On his part, Chairman and Chief Executive Officer, International Energy Services Limited, Dr. Diran Fawibe, said: “The owners of a company like the NNPC determine whether the company would make profit or not in the way and manner that they manage it. The question we should ask is, could it be that NNPC made profits in the previous 43 years?

 “Over the years, we knew that there were lots of expenditures, lots of deductions in the finances of the NNPC that ordinarily should not have been made. These things have gone on for many years. If this expenditures and deductions are written back into the books of the NNPC, definitely there will be profit. It is a sad commentary that a corporation like the NNPC did not make profit for 43 years.”

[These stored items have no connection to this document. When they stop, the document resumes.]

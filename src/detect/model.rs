//! Adaptive background modeling.
//!
//! Each camera owns one model: a per-pixel running mean/variance over luma
//! at working resolution, updated online on every frame it sees. There is
//! no separate training phase and no cross-camera sharing; the single
//! processing worker is the only writer, so the model needs no internal
//! locking.
//!
//! Two estimator backends implement the same contract:
//! - `baseline`: full-resolution f32 statistics, one pixel per cell.
//! - `accelerated`: statistics over 2x2-subsampled luma (a quarter of the
//!   work), scores replicated back to full resolution. Requires even
//!   working dimensions; violations surface as errors, which the
//!   processing worker treats as the cue to fall back to baseline.

use anyhow::{anyhow, Result};

/// Which foreground-estimation code path the pipeline runs.
#[derive(Clone, Copy, Debug, PartialEq, Eq)]
pub enum ProcessingMode {
    Accelerated,
    Baseline,
}

/// Tunable parameters of the background model.
#[derive(Clone, Copy, Debug)]
pub struct ModelParams {
    /// Number of frames contributing to the running estimate.
    pub history: u32,
    /// How far (in variances) a pixel must deviate to count as foreground.
    pub var_threshold: f32,
}

/// Variance assigned to a pixel on its first observation.
const INITIAL_VARIANCE: f32 = 225.0;
/// Variance floor, so a perfectly static warm-up cannot turn single-LSB
/// sensor flicker into foreground.
const MIN_VARIANCE: f32 = 4.0;
const MAX_VARIANCE: f32 = 5_000.0;
/// Pixels currently classified foreground learn this much slower, so a
/// moving object neither bleaches into the background nor leaves a ghost.
const FOREGROUND_LEARNING_DIVISOR: f32 = 16.0;

/// Per-camera foreground estimator.
///
/// `apply` scores each luma pixel 0..255 against the model and folds the
/// frame into the running statistics in the same pass.
pub trait ForegroundEstimator: Send {
    fn name(&self) -> &'static str;

    fn apply(&mut self, luma: &[u8], width: u32, height: u32) -> Result<Vec<u8>>;
}

/// Build the estimator for a mode. Called once per camera at pipeline
/// start, and again for every camera if the worker falls back to baseline.
pub fn make_estimator(mode: ProcessingMode, params: ModelParams) -> Box<dyn ForegroundEstimator> {
    match mode {
        ProcessingMode::Accelerated => Box::new(AcceleratedEstimator::new(params)),
        ProcessingMode::Baseline => Box::new(BaselineEstimator::new(params)),
    }
}

// ----------------------------------------------------------------------------
// Shared per-pixel statistics
// ----------------------------------------------------------------------------

/// Running Gaussian state for one grid of cells.
///
/// Dimensions lock in on the first frame; a later mismatch is an error
/// rather than a silent re-initialization, because the spec forbids
/// resetting a camera's model mid-run.
struct ModelState {
    params: ModelParams,
    width: u32,
    height: u32,
    mean: Vec<f32>,
    var: Vec<f32>,
    frames_seen: u64,
}

impl ModelState {
    fn new(params: ModelParams) -> Self {
        Self {
            params,
            width: 0,
            height: 0,
            mean: Vec::new(),
            var: Vec::new(),
            frames_seen: 0,
        }
    }

    fn apply(&mut self, luma: &[u8], width: u32, height: u32) -> Result<Vec<u8>> {
        let cells = width as usize * height as usize;
        if luma.len() != cells {
            return Err(anyhow!(
                "luma buffer length {} does not match {}x{}",
                luma.len(),
                width,
                height
            ));
        }
        if self.frames_seen == 0 {
            self.width = width;
            self.height = height;
            self.mean = luma.iter().map(|&v| v as f32).collect();
            self.var = vec![INITIAL_VARIANCE; cells];
            self.frames_seen = 1;
            return Ok(vec![0u8; cells]);
        }
        if width != self.width || height != self.height {
            return Err(anyhow!(
                "frame dimensions changed from {}x{} to {}x{} mid-run",
                self.width,
                self.height,
                width,
                height
            ));
        }

        self.frames_seen += 1;
        let alpha = (1.0 / self.frames_seen as f32).max(1.0 / self.params.history as f32);
        let k = self.params.var_threshold;

        let mut scores = vec![0u8; cells];
        for i in 0..cells {
            let x = luma[i] as f32;
            let d = x - self.mean[i];
            let d2 = d * d;
            let gate = k * self.var[i];
            let matched = d2 <= gate;

            let ratio = d2 / gate;
            scores[i] = (ratio.min(1.0) * 255.0) as u8;

            let a = if matched {
                alpha
            } else {
                alpha / FOREGROUND_LEARNING_DIVISOR
            };
            self.mean[i] += a * d;
            self.var[i] =
                (self.var[i] + a * (d2 - self.var[i])).clamp(MIN_VARIANCE, MAX_VARIANCE);
        }
        Ok(scores)
    }
}

// ----------------------------------------------------------------------------
// Baseline backend
// ----------------------------------------------------------------------------

pub struct BaselineEstimator {
    state: ModelState,
}

impl BaselineEstimator {
    pub fn new(params: ModelParams) -> Self {
        Self {
            state: ModelState::new(params),
        }
    }
}

impl ForegroundEstimator for BaselineEstimator {
    fn name(&self) -> &'static str {
        "baseline"
    }

    fn apply(&mut self, luma: &[u8], width: u32, height: u32) -> Result<Vec<u8>> {
        self.state.apply(luma, width, height)
    }
}

// ----------------------------------------------------------------------------
// Accelerated backend (2x2 subsampled)
// ----------------------------------------------------------------------------

pub struct AcceleratedEstimator {
    state: ModelState,
}

impl AcceleratedEstimator {
    pub fn new(params: ModelParams) -> Self {
        Self {
            state: ModelState::new(params),
        }
    }
}

impl ForegroundEstimator for AcceleratedEstimator {
    fn name(&self) -> &'static str {
        "accelerated"
    }

    fn apply(&mut self, luma: &[u8], width: u32, height: u32) -> Result<Vec<u8>> {
        if width % 2 != 0 || height % 2 != 0 {
            return Err(anyhow!(
                "accelerated estimator requires even dimensions, got {}x{}",
                width,
                height
            ));
        }
        let cells = width as usize * height as usize;
        if luma.len() != cells {
            return Err(anyhow!(
                "luma buffer length {} does not match {}x{}",
                luma.len(),
                width,
                height
            ));
        }

        let (sw, sh) = (width / 2, height / 2);
        let stride = width as usize;
        let mut small = vec![0u8; sw as usize * sh as usize];
        for sy in 0..sh as usize {
            for sx in 0..sw as usize {
                let top = 2 * sy * stride + 2 * sx;
                let bottom = top + stride;
                let sum = luma[top] as u16
                    + luma[top + 1] as u16
                    + luma[bottom] as u16
                    + luma[bottom + 1] as u16;
                small[sy * sw as usize + sx] = (sum / 4) as u8;
            }
        }

        let small_scores = self.state.apply(&small, sw, sh)?;

        let mut scores = vec![0u8; cells];
        for sy in 0..sh as usize {
            for sx in 0..sw as usize {
                let s = small_scores[sy * sw as usize + sx];
                let top = 2 * sy * stride + 2 * sx;
                let bottom = top + stride;
                scores[top] = s;
                scores[top + 1] = s;
                scores[bottom] = s;
                scores[bottom + 1] = s;
            }
        }
        Ok(scores)
    }
}

// ----------------------------------------------------------------------------
// Tests
// ----------------------------------------------------------------------------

 Fawibe said the only reason why the corporation made profit was the way it is now being managed, adding that other viable national oil companies didn’t do anything different apart from being efficient, accountable and transparent.

 Describing the performance as commendable, the Executive Director, Civil Society Legislative Advocacy Centre (CISLAC), Auwal Musa Rafsanjani, added that it was also a positive outcome of the global pressure and domestic public outcry for improved transparency and accountability in public sector governance, particularly in the extractive industry, “so it is a small victory for both the government and civil society.”

   According to him, the profit is, however, not sufficient considering the actual revenue potential of the company, which as rightly put by the GMD, is expected to be a trillion naira profit company.

 With the fiscal position of the economy and the growing political tension, Rafsanjani said that the government needs increased public trust and investors’ confidence, adding that the current achievement on the public side suggests not only responsiveness by the government to increased calls by civil society for improved transparency and accountability in extractive sector governance, but tangible outcomes as a result of those calls.

 “With data rapidly becoming more available across the extractive industry, civil society, researchers, and journalists have responded by finding new ways of examining natural resource revenues, locations, production statistics and corporate filings, drawing on data, which hitherto, was only available to companies involved, or locked up in databases of proprietary data providers,” he stated.

 He added that benefits from tax and royalties should provide some succour as opposed to the current and previous arrangement where it has been nothing short of a loss-making entity renowned for anomalies, undue political interference, and shades of burden. 

“What then remains important is the intensified and sustained advocacy for effective implementation of public disclosure and more open data reforms that promote and entrench a culture of transparency and accountability in the extractive sector governance, from generation to allocation, and to utilisation for public benefit,” Rafsanjani said.